◆ **Brief**: The entries below should be output exactly as written.
(Provided data)
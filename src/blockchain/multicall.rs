use std::sync::Arc;

use alloy::primitives::{Address, Bytes, U256};
use alloy::sol_types::SolCall;
use async_trait::async_trait;
use tracing::debug;

use super::abi::{decode_returns, BatchCall, IMulticall};
use super::rpc::ContractReader;
use crate::types::{ScannerError, ScannerResult};

/// Executes many independent contract reads in one round trip.
///
/// Implementations must return exactly one result per call, in call order.
/// A failure of the batch as a whole is returned as an error; no partial
/// results are ever handed back.
#[async_trait]
pub trait BatchCaller: Send + Sync {
    async fn aggregate(&self, calls: Vec<BatchCall>) -> ScannerResult<Vec<Bytes>>;
}

/// Reject a batch response that cannot be matched index-wise to its calls
pub fn ensure_positional<T>(expected: usize, results: &[T]) -> ScannerResult<()> {
    if results.len() != expected {
        return Err(ScannerError::BatchLength {
            expected,
            actual: results.len(),
        });
    }
    Ok(())
}

/// [`BatchCaller`] that goes through an on-chain Multicall contract
pub struct Multicall {
    address: Address,
    reader: Arc<dyn ContractReader>,
}

impl Multicall {
    pub fn new(address: Address, reader: Arc<dyn ContractReader>) -> Self {
        Self { address, reader }
    }

    pub fn address(&self) -> Address {
        self.address
    }
}

#[async_trait]
impl BatchCaller for Multicall {
    async fn aggregate(&self, calls: Vec<BatchCall>) -> ScannerResult<Vec<Bytes>> {
        if calls.is_empty() {
            return Ok(Vec::new());
        }

        let expected = calls.len();
        let request = IMulticall::aggregateCall {
            calls: calls.into_iter().map(Into::into).collect(),
        };

        let output = self
            .reader
            .call(self.address, request.abi_encode().into())
            .await?;
        let response = decode_returns::<IMulticall::aggregateCall>(&output)?;

        debug!(
            "🧮 Multicall 응답: {}개 호출 (블록 {})",
            response.returnData.len(),
            response.blockNumber
        );

        ensure_positional(expected, &response.returnData)?;
        Ok(response.returnData)
    }
}

/// Outcome of a single batch entry whose payload carries an in-band error code
#[derive(Debug, Clone, PartialEq, Eq)]
pub enum BatchEntry<T> {
    Ok(T),
    ContractError(U256),
}

impl<T> BatchEntry<T> {
    /// Tag `value` with the protocol error code returned alongside it
    pub fn from_code(code: U256, value: T) -> Self {
        if code.is_zero() {
            BatchEntry::Ok(value)
        } else {
            BatchEntry::ContractError(code)
        }
    }

    pub fn is_ok(&self) -> bool {
        matches!(self, BatchEntry::Ok(_))
    }
}

#[cfg(test)]
mod tests {
    use super::*;
    use crate::blockchain::abi::{IComptroller, IERC20Metadata};
    use crate::mocks::{encode_one, MockLedger};

    fn multicall_address() -> Address {
        Address::repeat_byte(0xee)
    }

    #[tokio::test]
    async fn test_results_follow_call_order() {
        let ledger = MockLedger::new().with_multicall(multicall_address());
        let mut calls = Vec::new();
        for i in 1..=8u8 {
            let token = Address::repeat_byte(i);
            let call = IERC20Metadata::nameCall {};
            ledger
                .respond(token, &call, encode_one(format!("token-{i}")))
                .await;
            calls.push(BatchCall::new(token, &call));
        }

        let multicall = Multicall::new(multicall_address(), Arc::new(ledger.clone()));
        let results = multicall.aggregate(calls).await.unwrap();

        assert_eq!(results.len(), 8);
        for (i, data) in results.iter().enumerate() {
            let name = decode_returns::<IERC20Metadata::nameCall>(data).unwrap();
            assert_eq!(name, format!("token-{}", i + 1));
        }
        assert_eq!(ledger.round_trips(), 1);
    }

    #[tokio::test]
    async fn test_mixed_methods_in_one_batch() {
        let comptroller = Address::repeat_byte(0x01);
        let account = Address::repeat_byte(0x02);
        let market = Address::repeat_byte(0x03);
        let ledger = MockLedger::new().with_multicall(multicall_address());

        let assets = IComptroller::getAssetsInCall { account };
        let decimals = IERC20Metadata::decimalsCall {};
        ledger
            .respond(comptroller, &assets, encode_one(vec![market]))
            .await;
        ledger.respond(market, &decimals, encode_one(U256::from(18u8))).await;

        let multicall = Multicall::new(multicall_address(), Arc::new(ledger));
        let results = multicall
            .aggregate(vec![
                BatchCall::new(market, &decimals),
                BatchCall::new(comptroller, &assets),
            ])
            .await
            .unwrap();

        assert_eq!(decode_returns::<IERC20Metadata::decimalsCall>(&results[0]).unwrap(), 18);
        assert_eq!(
            decode_returns::<IComptroller::getAssetsInCall>(&results[1]).unwrap(),
            vec![market]
        );
    }

    #[tokio::test]
    async fn test_empty_batch_skips_network() {
        let ledger = MockLedger::new().with_multicall(multicall_address());
        let multicall = Multicall::new(multicall_address(), Arc::new(ledger.clone()));

        assert!(multicall.aggregate(Vec::new()).await.unwrap().is_empty());
        assert_eq!(ledger.round_trips(), 0);
    }

    #[tokio::test]
    async fn test_short_response_is_hard_error() {
        let token = Address::repeat_byte(0x05);
        let call = IERC20Metadata::decimalsCall {};
        let ledger = MockLedger::new().with_multicall(multicall_address());
        ledger.respond(token, &call, encode_one(U256::from(6u8))).await;
        ledger.drop_last_batch_entry(true);

        let multicall = Multicall::new(multicall_address(), Arc::new(ledger));
        let err = multicall
            .aggregate(vec![BatchCall::new(token, &call), BatchCall::new(token, &call)])
            .await
            .unwrap_err();

        assert!(matches!(err, ScannerError::BatchLength { expected: 2, actual: 1 }));
    }

    #[tokio::test]
    async fn test_transport_failure_aborts_batch() {
        let token = Address::repeat_byte(0x05);
        let call = IERC20Metadata::decimalsCall {};
        let ledger = MockLedger::new().with_multicall(multicall_address());
        ledger.respond(token, &call, encode_one(U256::from(6u8))).await;
        ledger.set_offline(true);

        let multicall = Multicall::new(multicall_address(), Arc::new(ledger));
        let err = multicall
            .aggregate(vec![BatchCall::new(token, &call)])
            .await
            .unwrap_err();

        assert!(matches!(err, ScannerError::Transport(_)));
    }

    #[test]
    fn test_batch_entry_tags_error_code() {
        assert_eq!(BatchEntry::from_code(U256::ZERO, 7u32), BatchEntry::Ok(7));
        assert_eq!(
            BatchEntry::from_code(U256::from(3u64), 7u32),
            BatchEntry::ContractError(U256::from(3u64))
        );
    }
}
(End Provided data)
◆ **Answer for this exercise**:
filename src/blockchain/multicall.rs
use std::sync::Arc;

use alloy::primitives::{Address, Bytes, U256};
use alloy::sol_types::SolCall;
use async_trait::async_trait;
use tracing::debug;

use super::abi::{decode_returns, BatchCall, IMulticall};
use super::rpc::ContractReader;
use crate::types::{ScannerError, ScannerResult};

/// Executes many independent contract reads in one round trip.
///
/// Implementations must return exactly one result per call, in call order.
/// A failure of the batch as a whole is returned as an error; no partial
/// results are ever handed back.
#[async_trait]
pub trait BatchCaller: Send + Sync {
    async fn aggregate(&self, calls: Vec<BatchCall>) -> ScannerResult<Vec<Bytes>>;
}

/// Reject a batch response that cannot be matched index-wise to its calls
pub fn ensure_positional<T>(expected: usize, results: &[T]) -> ScannerResult<()> {
    if results.len() != expected {
        return Err(ScannerError::BatchLength {
            expected,
            actual: results.len(),
        });
    }
    Ok(())
}

/// [`BatchCaller`] that goes through an on-chain Multicall contract
pub struct Multicall {
    address: Address,
    reader: Arc<dyn ContractReader>,
}

impl Multicall {
    pub fn new(address: Address, reader: Arc<dyn ContractReader>) -> Self {
        Self { address, reader }
    }

    pub fn address(&self) -> Address {
        self.address
    }
}

#[async_trait]
impl BatchCaller for Multicall {
    async fn aggregate(&self, calls: Vec<BatchCall>) -> ScannerResult<Vec<Bytes>> {
        if calls.is_empty() {
            return Ok(Vec::new());
        }

        let expected = calls.len();
        let request = IMulticall::aggregateCall {
            calls: calls.into_iter().map(Into::into).collect(),
        };

        let output = self
            .reader
            .call(self.address, request.abi_encode().into())
            .await?;
        let response = decode_returns::<IMulticall::aggregateCall>(&output)?;

        debug!(
            "🧮 Multicall 응답: {}개 호출 (블록 {})",
            response.returnData.len(),
            response.blockNumber
        );

        ensure_positional(expected, &response.returnData)?;
        Ok(response.returnData)
    }
}

/// Outcome of a single batch entry whose payload carries an in-band error code
#[derive(Debug, Clone, PartialEq, Eq)]
pub enum BatchEntry<T> {
    Ok(T),
    ContractError(U256),
}

impl<T> BatchEntry<T> {
    /// Tag `value` with the protocol error code returned alongside it
    pub fn from_code(code: U256, value: T) -> Self {
        if code.is_zero() {
            BatchEntry::Ok(value)
        } else {
            BatchEntry::ContractError(code)
        }
    }

    pub fn is_ok(&self) -> bool {
        matches!(self, BatchEntry::Ok(_))
    }
}

#[cfg(test)]
mod tests {
    use super::*;
    use crate::blockchain::abi::{IComptroller, IERC20Metadata};
    use crate::mocks::{encode_one, MockLedger};

    fn multicall_address() -> Address {
        Address::repeat_byte(0xee)
    }

    #[tokio::test]
    async fn test_results_follow_call_order() {
        let ledger = MockLedger::new().with_multicall(multicall_address());
        let mut calls = Vec::new();
        for i in 1..=8u8 {
            let token = Address::repeat_byte(i);
            let call = IERC20Metadata::nameCall {};
            ledger
                .respond(token, &call, encode_one(format!("token-{i}")))
                .await;
            calls.push(BatchCall::new(token, &call));
        }

        let multicall = Multicall::new(multicall_address(), Arc::new(ledger.clone()));
        let results = multicall.aggregate(calls).await.unwrap();

        assert_eq!(results.len(), 8);
        for (i, data) in results.iter().enumerate() {
            let name = decode_returns::<IERC20Metadata::nameCall>(data).unwrap();
            assert_eq!(name, format!("token-{}", i + 1));
        }
        assert_eq!(ledger.round_trips(), 1);
    }

    #[tokio::test]
    async fn test_mixed_methods_in_one_batch() {
        let comptroller = Address::repeat_byte(0x01);
        let account = Address::repeat_byte(0x02);
        let market = Address::repeat_byte(0x03);
        let ledger = MockLedger::new().with_multicall(multicall_address());

        let assets = IComptroller::getAssetsInCall { account };
        let decimals = IERC20Metadata::decimalsCall {};
        ledger
            .respond(comptroller, &assets, encode_one(vec![market]))
            .await;
        ledger.respond(market, &decimals, encode_one(U256::from(18u8))).await;

        let multicall = Multicall::new(multicall_address(), Arc::new(ledger));
        let results = multicall
            .aggregate(vec![
                BatchCall::new(market, &decimals),
                BatchCall::new(comptroller, &assets),
            ])
            .await
            .unwrap();

        assert_eq!(decode_returns::<IERC20Metadata::decimalsCall>(&results[0]).unwrap(), 18);
        assert_eq!(
            decode_returns::<IComptroller::getAssetsInCall>(&results[1]).unwrap(),
            vec![market]
        );
    }

    #[tokio::test]
    async fn test_empty_batch_skips_network() {
        let ledger = MockLedger::new().with_multicall(multicall_address());
        let multicall = Multicall::new(multicall_address(), Arc::new(ledger.clone()));

        assert!(multicall.aggregate(Vec::new()).await.unwrap().is_empty());
        assert_eq!(ledger.round_trips(), 0);
    }

    #[tokio::test]
    async fn test_short_response_is_hard_error() {
        let token = Address::repeat_byte(0x05);
        let call = IERC20Metadata::decimalsCall {};
        let ledger = MockLedger::new().with_multicall(multicall_address());
        ledger.respond(token, &call, encode_one(U256::from(6u8))).await;
        ledger.drop_last_batch_entry(true);

        let multicall = Multicall::new(multicall_address(), Arc::new(ledger));
        let err = multicall
            .aggregate(vec![BatchCall::new(token, &call), BatchCall::new(token, &call)])
            .await
            .unwrap_err();

        assert!(matches!(err, ScannerError::BatchLength { expected: 2, actual: 1 }));
    }

    #[tokio::test]
    async fn test_transport_failure_aborts_batch() {
        let token = Address::repeat_byte(0x05);
        let call = IERC20Metadata::decimalsCall {};
        let ledger = MockLedger::new().with_multicall(multicall_address());
        ledger.respond(token, &call, encode_one(U256::from(6u8))).await;
        ledger.set_offline(true);

        let multicall = Multicall::new(multicall_address(), Arc::new(ledger));
        let err = multicall
            .aggregate(vec![BatchCall::new(token, &call)])
            .await
            .unwrap_err();

        assert!(matches!(err, ScannerError::Transport(_)));
    }

    #[test]
    fn test_batch_entry_tags_error_code() {
        assert_eq!(BatchEntry::from_code(U256::ZERO, 7u32), BatchEntry::Ok(7));
        assert_eq!(
            BatchEntry::from_code(U256::from(3u64), 7u32),
            BatchEntry::ContractError(U256::from(3u64))
        );
    }
}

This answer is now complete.